Unfortunately through modern capitalism & the global supply chain we are all
complicit in slavery.

The lowest cost of labor is zero or near zero. The challenge for
miners/garment makers/manufacturers/industrial farms/etc. is to circumvent
local laws & regulatory bodies while expanding their profit margins. Once past
the local regulatory hurdle, the global supply chain adds successive layers of
obfuscation and legitimacy until finished goods reach our homes. At that
point, we can't tell anymore the amount of slave labor (or environmental
externalities for that matter) that went into the product, so most people buy
with little regard.

The solution is to strengthen regulatory bodies at all steps of the process
worldwide with punitive damages to violators making the cost of circumventing
labor laws greater than the benefit from exploiting poor/at-risk populations.
This is an ongoing challenge for all governments worldwide - the difference is
only of scale. Whether it is the plight of poultry workers in the midwest,
slave fishermen in asia, trafficked women in Europe or indentured workers the
world over, exploitation is an intertwined economic and moral problem.

As for Lola, I found it heartwarming that the author accompanied her home
twice.

------
throwaway87787
From Steve Sailer:

> Affluent Immigrants Culturally-Enriching Modern USA with Their Diverse
> Customs, Such as Slave-Owning

[http://www.unz.com/isteve/immigrants-culturally-enriching-
mo...](http://www.unz.com/isteve/immigrants-culturally-enriching-modern-usa-
with-diverse-customs-such-as-slave-owning/)

------
danso
I'm late on commenting on this.
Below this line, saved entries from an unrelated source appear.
//! Gateway configuration.
//!
//! Configuration lives in `{data_dir}/config.json`. Every field is optional;
//! a missing file means all defaults. The data directory itself is
//! `$BRIDGE_HOME`, falling back to `~/.bridge`.

use std::ffi::OsString;
use std::path::{Path, PathBuf};
use std::sync::Arc;
use std::time::Duration;

use serde::{Deserialize, Serialize};

use crate::error::{BridgeError, Result};
use crate::identity::{AllowlistEntry, IdentityVerifier, ManifestRegistry};
use crate::jobs::{JobQueue, RetryPolicy};
use crate::protocol::Dispatcher;
use crate::storage::{MeasurementStore, ResultStore, SubjectStore};

// ── Constants ─────────────────────────────────────────────────────────────────

/// Environment variable overriding the data directory.
pub const ENV_HOME: &str = "BRIDGE_HOME";

pub const CONFIG_FILE: &str = "config.json";
pub const SOCKET_FILE: &str = "bridge.sock";
pub const REGISTRY_FILE: &str = "registry.json";

/// Package allowed through the bridge unless configured otherwise.
pub const DEFAULT_ALLOWED_PACKAGE: &str = "com.exosystems.b2b.integration";

/// SHA-256 of the allowed package's signing certificate.
pub const DEFAULT_ALLOWED_FINGERPRINT: &str =
    "6E:0A:49:3E:4C:7E:F0:38:41:A4:17:F1:49:BD:78:22:F7:A2:60:D2:EE:93:32:1F:AB:75:85:88:12:3F:94:38";

const DEFAULT_WORKER_POLL_MS: u64 = 5_000;

// ── BridgeConfig ──────────────────────────────────────────────────────────────

#[derive(Debug, Clone, PartialEq, Serialize, Deserialize)]
#[serde(default)]
pub struct BridgeConfig {
    /// Directory holding config, stores, jobs and the socket. Not stored in
    /// the file: it is wherever the file was loaded from.
    #[serde(skip)]
    pub data_dir: PathBuf,
    /// Socket path; `{data_dir}/bridge.sock` when unset.
    pub socket_path: Option<PathBuf>,
    /// Package registry manifest; `{data_dir}/registry.json` when unset.
    pub registry_path: Option<PathBuf>,
    pub allowed_package: String,
    /// Colon-separated or plain hex.
    pub allowed_fingerprint: String,
    /// Uid treated as the host itself; the server's own uid when unset.
    pub host_uid: Option<u32>,
    /// Enqueue a sync job for every accepted submission.
    pub sync_on_submit: bool,
    pub retry: RetryPolicy,
    pub worker_poll_ms: u64,
}

impl Default for BridgeConfig {
    fn default() -> Self {
        Self {
            data_dir: PathBuf::new(),
            socket_path: None,
            registry_path: None,
            allowed_package: DEFAULT_ALLOWED_PACKAGE.to_string(),
            allowed_fingerprint: DEFAULT_ALLOWED_FINGERPRINT.to_string(),
            host_uid: None,
            sync_on_submit: true,
            retry: RetryPolicy::default(),
            worker_poll_ms: DEFAULT_WORKER_POLL_MS,
        }
    }
}

impl BridgeConfig {
    /// Defaults rooted at `data_dir`.
    pub fn for_data_dir(data_dir: impl Into<PathBuf>) -> Self {
        Self {
            data_dir: data_dir.into(),
            ..Self::default()
        }
    }

    /// Load `{data_dir}/config.json`, or defaults if it does not exist.
    ///
    /// # Errors
    ///
    /// Returns `BridgeError::Config` if the file exists but is not valid.
    pub fn load(data_dir: impl Into<PathBuf>) -> Result<Self> {
        let data_dir = data_dir.into();
        let path = data_dir.join(CONFIG_FILE);

        let mut config = match std::fs::read(&path) {
            Ok(bytes) => serde_json::from_slice::<BridgeConfig>(&bytes).map_err(|e| {
                BridgeError::Config(format!("invalid config {}: {e}", path.display()))
            })?,
            Err(e) if e.kind() == std::io::ErrorKind::NotFound => BridgeConfig::default(),
            Err(e) => return Err(BridgeError::Io(e)),
        };
        config.data_dir = data_dir;
        Ok(config)
    }

    /// Load from the default data directory.
    pub fn load_default() -> Result<Self> {
        Self::load(default_data_dir()?)
    }

    /// Write `{data_dir}/config.json`.
    pub fn save(&self) -> Result<()> {
        std::fs::create_dir_all(&self.data_dir)?;
        let json = serde_json::to_string_pretty(self)
            .map_err(|e| BridgeError::Serialization(e.to_string()))?;
        std::fs::write(self.data_dir.join(CONFIG_FILE), json.as_bytes())?;
        Ok(())
    }

    // ── Derived paths ─────────────────────────────────────────────────────────

    pub fn socket_path(&self) -> PathBuf {
        self.socket_path
            .clone()
            .unwrap_or_else(|| self.data_dir.join(SOCKET_FILE))
    }

    pub fn registry_path(&self) -> PathBuf {
        self.registry_path
            .clone()
            .unwrap_or_else(|| self.data_dir.join(REGISTRY_FILE))
    }

    pub fn prefs_dir(&self) -> PathBuf {
        self.data_dir.join("prefs")
    }

    pub fn jobs_dir(&self) -> PathBuf {
        self.data_dir.join("jobs")
    }

    pub fn worker_poll_interval(&self) -> Duration {
        Duration::from_millis(self.worker_poll_ms)
    }

    pub fn allowlist(&self) -> AllowlistEntry {
        AllowlistEntry::new(self.allowed_package.as_str(), &self.allowed_fingerprint)
    }

    // ── Wiring ────────────────────────────────────────────────────────────────

    /// Open the registry manifest. A missing manifest is an empty registry:
    /// only the host uid will get through. Later edits to the file are
    /// picked up on the next call.
    pub fn open_registry(&self) -> Result<ManifestRegistry> {
        ManifestRegistry::open(self.registry_path())
    }

    pub fn open_job_queue(&self) -> Result<JobQueue> {
        JobQueue::open(self.jobs_dir(), self.retry)
    }

    /// Build the dispatcher for this configuration.
    ///
    /// `default_host_uid` is used unless the file pins `host_uid`.
    pub fn build_dispatcher(&self, default_host_uid: u32) -> Result<Dispatcher> {
        let verifier = IdentityVerifier::new(
            self.host_uid.unwrap_or(default_host_uid),
            self.allowlist(),
            Arc::new(self.open_registry()?),
        );
        let prefs = self.prefs_dir();
        let dispatcher = Dispatcher::new(
            verifier,
            SubjectStore::open(&prefs)?,
            MeasurementStore::open(&prefs)?,
            ResultStore::open(&prefs)?,
        );

        if self.sync_on_submit {
            Ok(dispatcher.with_job_queue(self.open_job_queue()?))
        } else {
            Ok(dispatcher)
        }
    }
}

// ── Directory helpers ─────────────────────────────────────────────────────────

/// `$BRIDGE_HOME`, else `$HOME/.bridge`.
///
/// # Errors
///
/// Returns `BridgeError::Config` if neither variable is set.
pub fn default_data_dir() -> Result<PathBuf> {
    resolve_data_dir(std::env::var_os(ENV_HOME), std::env::var_os("HOME"))
}

fn resolve_data_dir(bridge_home: Option<OsString>, home: Option<OsString>) -> Result<PathBuf> {
    if let Some(dir) = bridge_home.filter(|d| !d.is_empty()) {
        return Ok(PathBuf::from(dir));
    }
    home.filter(|h| !h.is_empty())
        .map(|h| Path::new(&h).join(".bridge"))
        .ok_or_else(|| BridgeError::Config(format!("neither {ENV_HOME} nor HOME is set")))
}
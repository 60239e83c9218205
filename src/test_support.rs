//! Test utilities shared across the crate.
//!
//! This module is only compiled during tests (`#[cfg(test)]`).

use crate::core::action::Action;
use crate::core::config::NotificationPermission;
use crate::core::model::{Room, RoomRegistry, User};
use crate::core::state::ChatState;
use crate::net::{ChannelEvent, MessagePayload, ServerEvent};

/// A public room with no description or member count.
pub fn room(id: &str, name: &str) -> Room {
    Room {
        id: id.to_string(),
        name: name.to_string(),
        description: None,
        is_private: false,
        member_count: None,
    }
}

/// State for user `alice` over the given rooms, notification permission undecided.
pub fn test_state(rooms: Vec<Room>) -> ChatState {
    ChatState::new(
        User::new("alice"),
        RoomRegistry::from_rooms(rooms),
        NotificationPermission::Prompt,
    )
}

pub fn payload(room_id: Option<&str>, username: &str, text: &str) -> MessagePayload {
    MessagePayload {
        id: None,
        room_id: room_id.map(str::to_string),
        user_id: None,
        username: username.to_string(),
        message: text.to_string(),
        timestamp: Some("2024-06-15T12:00:00".to_string()),
        is_system: false,
    }
}

/// A `message` event from the server as the controller receives it.
pub fn incoming(room_id: &str, username: &str, text: &str) -> Action {
    Action::Channel(ChannelEvent::Server(ServerEvent::Message(payload(
        Some(room_id),
        username,
        text,
    ))))
}
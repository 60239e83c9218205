//! Wire types shared by the event channel and the REST API.
//!
//! Channel frames are JSON text messages shaped as `{"event": name, "data": payload}`.
//! Serde's adjacent tagging maps that envelope straight onto the enums below.

use serde::{Deserialize, Serialize};

/// A chat message as the server sends it, over the channel or in a history page.
///
/// History pages omit `room_id`; the caller fills it in from the request.
#[derive(Deserialize, Serialize, Debug, Clone, PartialEq)]
pub struct MessagePayload {
    #[serde(default)]
    pub id: Option<String>,
    #[serde(default)]
    pub room_id: Option<String>,
    #[serde(default)]
    pub user_id: Option<String>,
    pub username: String,
    pub message: String,
    #[serde(default)]
    pub timestamp: Option<String>,
    #[serde(default)]
    pub is_system: bool,
}

/// A room entry from `GET /api/rooms` or the `POST /api/rooms` response.
#[derive(Deserialize, Serialize, Debug, Clone, PartialEq)]
pub struct RoomPayload {
    #[serde(alias = "_id")]
    pub id: String,
    pub name: String,
    #[serde(default)]
    pub description: Option<String>,
    #[serde(default)]
    pub is_private: bool,
    #[serde(default)]
    pub member_count: Option<u32>,
}

#[derive(Deserialize, Serialize, Debug, Clone, PartialEq)]
pub struct TypingPayload {
    pub room_id: String,
    pub username: String,
}

#[derive(Deserialize, Serialize, Debug, Clone, PartialEq)]
pub struct PresencePayload {
    #[serde(default)]
    pub room_id: Option<String>,
    #[serde(default)]
    pub username: Option<String>,
}

#[derive(Deserialize, Serialize, Debug, Clone, PartialEq)]
pub struct JoinSuccessPayload {
    pub room_id: String,
    #[serde(default)]
    pub room_name: Option<String>,
}

#[derive(Deserialize, Serialize, Debug, Clone, PartialEq, Default)]
pub struct ErrorPayload {
    #[serde(default)]
    pub message: String,
}

/// Events pushed by the server.
#[derive(Deserialize, Serialize, Debug, Clone, PartialEq)]
#[serde(tag = "event", content = "data", rename_all = "snake_case")]
pub enum ServerEvent {
    Message(MessagePayload),
    UserTyping(TypingPayload),
    UserStoppedTyping(TypingPayload),
    UserJoined(PresencePayload),
    UserLeft(PresencePayload),
    JoinSuccess(JoinSuccessPayload),
    Error(ErrorPayload),
}

/// Everything the channel can report: connection lifecycle plus server events.
#[derive(Debug, Clone, PartialEq)]
pub enum ChannelEvent {
    Connected,
    Disconnected(String),
    Reconnected,
    Server(ServerEvent),
}

/// Events the client emits.
#[derive(Serialize, Deserialize, Debug, Clone, PartialEq)]
#[serde(tag = "event", content = "data", rename_all = "snake_case")]
pub enum OutboundEvent {
    LeaveRoom { room_id: String },
    JoinRoom { room_id: String },
    SendMessage { room_id: String, message: String },
    TypingStart { room_id: String, username: String },
    TypingStop { room_id: String, username: String },
}

impl OutboundEvent {
    pub fn name(&self) -> &'static str {
        match self {
            OutboundEvent::LeaveRoom { .. } => "leave_room",
            OutboundEvent::JoinRoom { .. } => "join_room",
            OutboundEvent::SendMessage { .. } => "send_message",
            OutboundEvent::TypingStart { .. } => "typing_start",
            OutboundEvent::TypingStop { .. } => "typing_stop",
        }
    }
}

/// Body of `POST /api/rooms`.
#[derive(Serialize, Deserialize, Debug, Clone, PartialEq)]
pub struct CreateRoomRequest {
    pub name: String,
    pub description: String,
    pub is_private: bool,
}

/// Body of `GET /api/messages/{room_id}`.
#[derive(Deserialize, Debug)]
pub(crate) struct MessagePage {
    #[serde(default)]
    pub messages: Vec<MessagePayload>,
}

/// Error body returned by the server on non-2xx responses.
#[derive(Deserialize, Debug)]
pub(crate) struct ErrorBody {
    pub error: Option<String>,
}
//! # Event Channel
//!
//! Bidirectional real-time channel to the chat server over a WebSocket.
//!
//! ```text
//!   ChannelHandle::emit ──► command queue ──► task ──► ws sink
//!   sink(ChannelEvent)  ◄────────────────────  task ◄── ws stream
//! ```
//!
//! The task owns the socket. It reports `Connected` on every successful
//! connection and additionally `Reconnected` on all but the first, then
//! `Disconnected(reason)` when the socket drops. After a drop it waits
//! `reconnect_delay` and dials again until the handle is closed or the sink
//! reports that nobody is listening.
//!
//! Emissions made while disconnected are dropped with a warning.

use std::fmt;
use std::time::Duration;

use futures::{SinkExt, StreamExt};
use log::{debug, info, warn};
use tokio::sync::mpsc::{UnboundedReceiver, UnboundedSender, unbounded_channel};
use tokio::task::JoinHandle;
use tokio_tungstenite::connect_async;
use tokio_tungstenite::tungstenite::Message;
use tokio_tungstenite::tungstenite::client::IntoClientRequest;
use tokio_tungstenite::tungstenite::http::{HeaderValue, Request, header::COOKIE};

use super::wire::{ChannelEvent, OutboundEvent, ServerEvent};

#[derive(Debug)]
pub enum ChannelError {
    /// The connection request could not be built.
    Connect(String),
    /// The channel task has exited.
    Closed,
    /// An outbound event failed to serialize.
    Encode(String),
}

impl fmt::Display for ChannelError {
    fn fmt(&self, f: &mut fmt::Formatter<'_>) -> fmt::Result {
        match self {
            ChannelError::Connect(msg) => write!(f, "channel connect error: {msg}"),
            ChannelError::Closed => write!(f, "channel closed"),
            ChannelError::Encode(msg) => write!(f, "channel encode error: {msg}"),
        }
    }
}

impl std::error::Error for ChannelError {}

#[derive(Debug, Clone)]
pub struct ChannelConfig {
    pub url: String,
    pub reconnect_delay: Duration,
    pub session_cookie: Option<String>,
}

enum Command {
    Emit(OutboundEvent),
    Close,
}

/// Handle to a running channel task.
///
/// Dropping the handle aborts the task unless [`ChannelHandle::close`] was
/// called first; a closing task is left to send its Close frame and report
/// the disconnect.
pub struct ChannelHandle {
    commands: UnboundedSender<Command>,
    task: JoinHandle<()>,
    closing: bool,
}

impl ChannelHandle {
    /// Queue an event for the server.
    pub fn emit(&self, event: OutboundEvent) -> Result<(), ChannelError> {
        debug!("Emitting {}", event.name());
        self.commands
            .send(Command::Emit(event))
            .map_err(|_| ChannelError::Closed)
    }

    /// Close the socket and stop reconnecting.
    pub fn close(&mut self) {
        self.closing = true;
        let _ = self.commands.send(Command::Close);
    }

    pub fn is_finished(&self) -> bool {
        self.task.is_finished()
    }
}

impl Drop for ChannelHandle {
    fn drop(&mut self) {
        if !self.closing {
            self.task.abort();
        }
    }
}

/// Spawn the channel task. `sink` receives every `ChannelEvent` and returns
/// `false` once its receiver is gone, which stops the task.
///
/// Must be called from within a tokio runtime.
pub fn connect<F>(config: ChannelConfig, sink: F) -> Result<ChannelHandle, ChannelError>
where
    F: Fn(ChannelEvent) -> bool + Send + 'static,
{
    build_request(&config)?;
    let (commands, rx) = unbounded_channel();
    let task = tokio::spawn(run(config, rx, sink));
    Ok(ChannelHandle {
        commands,
        task,
        closing: false,
    })
}

fn build_request(config: &ChannelConfig) -> Result<Request<()>, ChannelError> {
    let mut request = config
        .url
        .as_str()
        .into_client_request()
        .map_err(|e| ChannelError::Connect(format!("{}: {e}", config.url)))?;
    if let Some(cookie) = &config.session_cookie {
        let value =
            HeaderValue::from_str(cookie).map_err(|e| ChannelError::Connect(e.to_string()))?;
        request.headers_mut().insert(COOKIE, value);
    }
    Ok(request)
}

async fn run<F>(config: ChannelConfig, mut commands: UnboundedReceiver<Command>, sink: F)
where
    F: Fn(ChannelEvent) -> bool + Send + 'static,
{
    let mut connected_before = false;

    loop {
        // Validated in `connect`; rebuilt per attempt since requests are consumed.
        let request = match build_request(&config) {
            Ok(request) => request,
            Err(e) => {
                warn!("{}", e);
                return;
            }
        };
        match connect_async(request).await {
            Ok((ws, _response)) => {
                info!("Channel connected to {}", config.url);
                if !sink(ChannelEvent::Connected) {
                    return;
                }
                if connected_before && !sink(ChannelEvent::Reconnected) {
                    return;
                }
                connected_before = true;

                let (mut write, mut read) = ws.split();
                let reason = loop {
                    tokio::select! {
                        frame = read.next() => match frame {
                            Some(Ok(Message::Text(text))) => {
                                match serde_json::from_str::<ServerEvent>(text.as_str()) {
                                    Ok(event) => {
                                        if !sink(ChannelEvent::Server(event)) {
                                            return;
                                        }
                                    }
                                    Err(e) => debug!("Ignoring unrecognized frame ({e}): {}", text.as_str()),
                                }
                            }
                            Some(Ok(Message::Close(_))) => break "server closed the connection".to_string(),
                            Some(Ok(_)) => {}
                            Some(Err(e)) => break e.to_string(),
                            None => break "stream ended".to_string(),
                        },
                        command = commands.recv() => match command {
                            Some(Command::Emit(event)) => {
                                let text = match serde_json::to_string(&event) {
                                    Ok(text) => text,
                                    Err(e) => {
                                        warn!("{}", ChannelError::Encode(e.to_string()));
                                        continue;
                                    }
                                };
                                if let Err(e) = write.send(Message::Text(text.into())).await {
                                    break e.to_string();
                                }
                            }
                            Some(Command::Close) | None => {
                                let _ = write.send(Message::Close(None)).await;
                                info!("Channel closed by client");
                                sink(ChannelEvent::Disconnected("client disconnect".to_string()));
                                return;
                            }
                        },
                    }
                };

                warn!("Channel disconnected: {}", reason);
                if !sink(ChannelEvent::Disconnected(reason)) {
                    return;
                }
            }
            Err(e) => warn!("Channel connect failed: {}", e),
        }

        let sleep = tokio::time::sleep(config.reconnect_delay);
        tokio::pin!(sleep);
        loop {
            tokio::select! {
                _ = &mut sleep => break,
                command = commands.recv() => match command {
                    Some(Command::Emit(event)) => {
                        warn!("Dropping {} while disconnected", event.name());
                    }
                    Some(Command::Close) | None => return,
                },
            }
        }
        debug!("Reconnecting channel");
    }
}

#[cfg(test)]
mod tests {
    use super::*;

    #[test]
    fn build_request_sets_cookie() {
        let config = ChannelConfig {
            url: "ws://localhost:5000/ws".to_string(),
            reconnect_delay: Duration::from_millis(10),
            session_cookie: Some("session=abc".to_string()),
        };
        let request = build_request(&config).unwrap();
        assert_eq!(request.headers().get(COOKIE).unwrap(), "session=abc");
    }

    #[test]
    fn build_request_rejects_bad_url() {
        let config = ChannelConfig {
            url: "not a url".to_string(),
            reconnect_delay: Duration::from_millis(10),
            session_cookie: None,
        };
        assert!(matches!(build_request(&config), Err(ChannelError::Connect(_))));
    }
}
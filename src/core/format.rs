//! # Message Formatting
//!
//! Text shaping shared by both controllers and the renderer. Everything here
//! is pure: no terminal, no clock except the one passed in.
//!
//! Message bodies are split into [`Fragment`]s per line. User text is never
//! interpreted as markup; it is only stripped of control characters so it
//! cannot drive the terminal.

use chrono::{DateTime, Duration as ChronoDuration, Local, Utc};
use ratatui::style::Color;

/// One styled piece of a message line.
#[derive(Debug, Clone, PartialEq, Eq)]
pub enum Fragment {
    Text(String),
    /// An `http://` or `https://` URL, kept verbatim.
    Link(String),
    /// `@name` including the `@`.
    Mention(String),
}

/// Remove control characters except newline. Escape sequences and carriage
/// returns would otherwise reach the terminal.
pub fn sanitize(text: &str) -> String {
    text.chars()
        .filter(|c| *c == '\n' || !c.is_control())
        .collect()
}

/// Split a message body into lines of fragments.
pub fn format_message_text(text: &str) -> Vec<Vec<Fragment>> {
    sanitize(text).split('\n').map(format_line).collect()
}

fn format_line(line: &str) -> Vec<Fragment> {
    let mut fragments = Vec::new();
    let mut rest = line;

    while let Some(start) = find_url(rest) {
        push_mentions(&mut fragments, &rest[..start]);
        let end = rest[start..]
            .find(char::is_whitespace)
            .map_or(rest.len(), |offset| start + offset);
        fragments.push(Fragment::Link(rest[start..end].to_string()));
        rest = &rest[end..];
    }
    push_mentions(&mut fragments, rest);
    fragments
}

fn find_url(text: &str) -> Option<usize> {
    let http = text.find("http://");
    let https = text.find("https://");
    match (http, https) {
        (Some(a), Some(b)) => Some(a.min(b)),
        (a, b) => a.or(b),
    }
}

fn push_mentions(fragments: &mut Vec<Fragment>, text: &str) {
    let mut plain_start = 0;
    let mut chars = text.char_indices().peekable();

    while let Some((i, c)) = chars.next() {
        if c != '@' {
            continue;
        }
        let mut end = i + 1;
        while let Some(&(j, next)) = chars.peek() {
            if next.is_ascii_alphanumeric() || next == '_' {
                end = j + next.len_utf8();
                chars.next();
            } else {
                break;
            }
        }
        if end > i + 1 {
            push_text(fragments, &text[plain_start..i]);
            fragments.push(Fragment::Mention(text[i..end].to_string()));
            plain_start = end;
        }
    }
    push_text(fragments, &text[plain_start..]);
}

fn push_text(fragments: &mut Vec<Fragment>, text: &str) {
    if text.is_empty() {
        return;
    }
    match fragments.last_mut() {
        Some(Fragment::Text(prev)) => prev.push_str(text),
        _ => fragments.push(Fragment::Text(text.to_string())),
    }
}

/// Display a timestamp relative to `now`: `HH:MM` for today, `Yesterday
/// HH:MM` for the previous calendar day, otherwise the date.
pub fn format_time(timestamp: DateTime<Utc>, now: DateTime<Utc>) -> String {
    let local = timestamp.with_timezone(&Local);
    let local_now = now.with_timezone(&Local);
    let age = now.signed_duration_since(timestamp);

    if local.date_naive() == local_now.date_naive() && age < ChronoDuration::hours(24) {
        local.format("%H:%M").to_string()
    } else if local_now.date_naive().pred_opt() == Some(local.date_naive())
        && age < ChronoDuration::hours(48)
    {
        format!("Yesterday {}", local.format("%H:%M"))
    } else {
        local.format("%Y-%m-%d").to_string()
    }
}

const AVATAR_PALETTE: [Color; 18] = [
    Color::Rgb(0x0e, 0xa5, 0xe9),
    Color::Rgb(0x3b, 0x82, 0xf6),
    Color::Rgb(0x63, 0x66, 0xf1),
    Color::Rgb(0x8b, 0x5c, 0xf6),
    Color::Rgb(0xa8, 0x55, 0xf7),
    Color::Rgb(0xd9, 0x46, 0xef),
    Color::Rgb(0xec, 0x48, 0x99),
    Color::Rgb(0xf4, 0x3f, 0x5e),
    Color::Rgb(0xef, 0x44, 0x44),
    Color::Rgb(0xf9, 0x73, 0x16),
    Color::Rgb(0xf5, 0x9e, 0x0b),
    Color::Rgb(0xea, 0xb3, 0x08),
    Color::Rgb(0x84, 0xcc, 0x16),
    Color::Rgb(0x22, 0xc5, 0x5e),
    Color::Rgb(0x10, 0xb9, 0x81),
    Color::Rgb(0x14, 0xb8, 0xa6),
    Color::Rgb(0x06, 0xb6, 0xd4),
    Color::Rgb(0x08, 0x91, 0xb2),
];

/// Stable per-username colour.
pub fn avatar_color(username: &str) -> Color {
    let hash = username.encode_utf16().fold(0i32, |hash, unit| {
        (unit as i32).wrapping_add(hash.wrapping_shl(5).wrapping_sub(hash))
    });
    AVATAR_PALETTE[(hash.unsigned_abs() as usize) % AVATAR_PALETTE.len()]
}

/// Room name slug: lowercase, runs of whitespace replaced by `-`.
pub fn slugify(name: &str) -> String {
    name.trim()
        .split_whitespace()
        .collect::<Vec<_>>()
        .join("-")
        .to_lowercase()
}

#[cfg(test)]
mod tests {
    use super::*;
    use chrono::TimeZone;

    #[test]
    fn script_tags_stay_literal_and_urls_become_links() {
        let lines = format_message_text("<script>alert(1)</script> see http://x.test ok");
        assert_eq!(
            lines,
            vec![vec![
                Fragment::Text("<script>alert(1)</script> see ".to_string()),
                Fragment::Link("http://x.test".to_string()),
                Fragment::Text(" ok".to_string()),
            ]]
        );
    }

    #[test]
    fn mentions_are_split_out() {
        let lines = format_message_text("hey @bob_2, and @ alone");
        assert_eq!(
            lines[0],
            vec![
                Fragment::Text("hey ".to_string()),
                Fragment::Mention("@bob_2".to_string()),
                Fragment::Text(", and @ alone".to_string()),
            ]
        );
    }

    #[test]
    fn url_with_at_sign_is_not_a_mention() {
        let lines = format_message_text("https://x.test/@bob");
        assert_eq!(lines[0], vec![Fragment::Link("https://x.test/@bob".to_string())]);
    }

    #[test]
    fn newlines_split_lines() {
        let lines = format_message_text("one\ntwo");
        assert_eq!(lines.len(), 2);
        assert_eq!(lines[1], vec![Fragment::Text("two".to_string())]);
    }

    #[test]
    fn escape_sequences_are_stripped() {
        assert_eq!(sanitize("a\x1b[31mb\r\nc"), "a[31mb\nc");
    }

    #[test]
    fn time_today_yesterday_and_older() {
        let now = Local.with_ymd_and_hms(2024, 6, 15, 12, 0, 0).unwrap().to_utc();
        let today = Local.with_ymd_and_hms(2024, 6, 15, 9, 5, 0).unwrap().to_utc();
        let yesterday = Local.with_ymd_and_hms(2024, 6, 14, 18, 30, 0).unwrap().to_utc();
        let older = Local.with_ymd_and_hms(2024, 6, 1, 8, 0, 0).unwrap().to_utc();
        assert_eq!(format_time(today, now), "09:05");
        assert_eq!(format_time(yesterday, now), "Yesterday 18:30");
        assert_eq!(format_time(older, now), "2024-06-01");
    }

    #[test]
    fn avatar_color_is_stable() {
        assert_eq!(avatar_color("alice"), avatar_color("alice"));
        assert!(AVATAR_PALETTE.contains(&avatar_color("")));
    }

    #[test]
    fn slugify_lowercases_and_dashes() {
        assert_eq!(slugify("  My  Cool\tRoom "), "my-cool-room");
    }
}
Saw the story passed around here and on social
media and figured it'd be worth waiting until the evening to read...

I actually ended up reading Tizon's piece after seeing this Tweet from someone
I follow, which pointed out sanitized obituary, which Tizon played a part in
informing:

[https://twitter.com/WendyBrandes/status/864655516227784704](https://twitter.com/WendyBrandes/status/864655516227784704)

[http://o.seattletimes.nwsource.com/html/localnews/2016807437...](http://o.seattletimes.nwsource.com/html/localnews/2016807437_pulidoobit20m.html)

I greatly appreciate Tizon's life work and his decision to write about Lola,
but I'd be lying if I didn't admit to feeling a great sense of
disillusionment, in some ways greater than I've felt about any recent
purported journalism scandals, or even the classic infamous ones [0].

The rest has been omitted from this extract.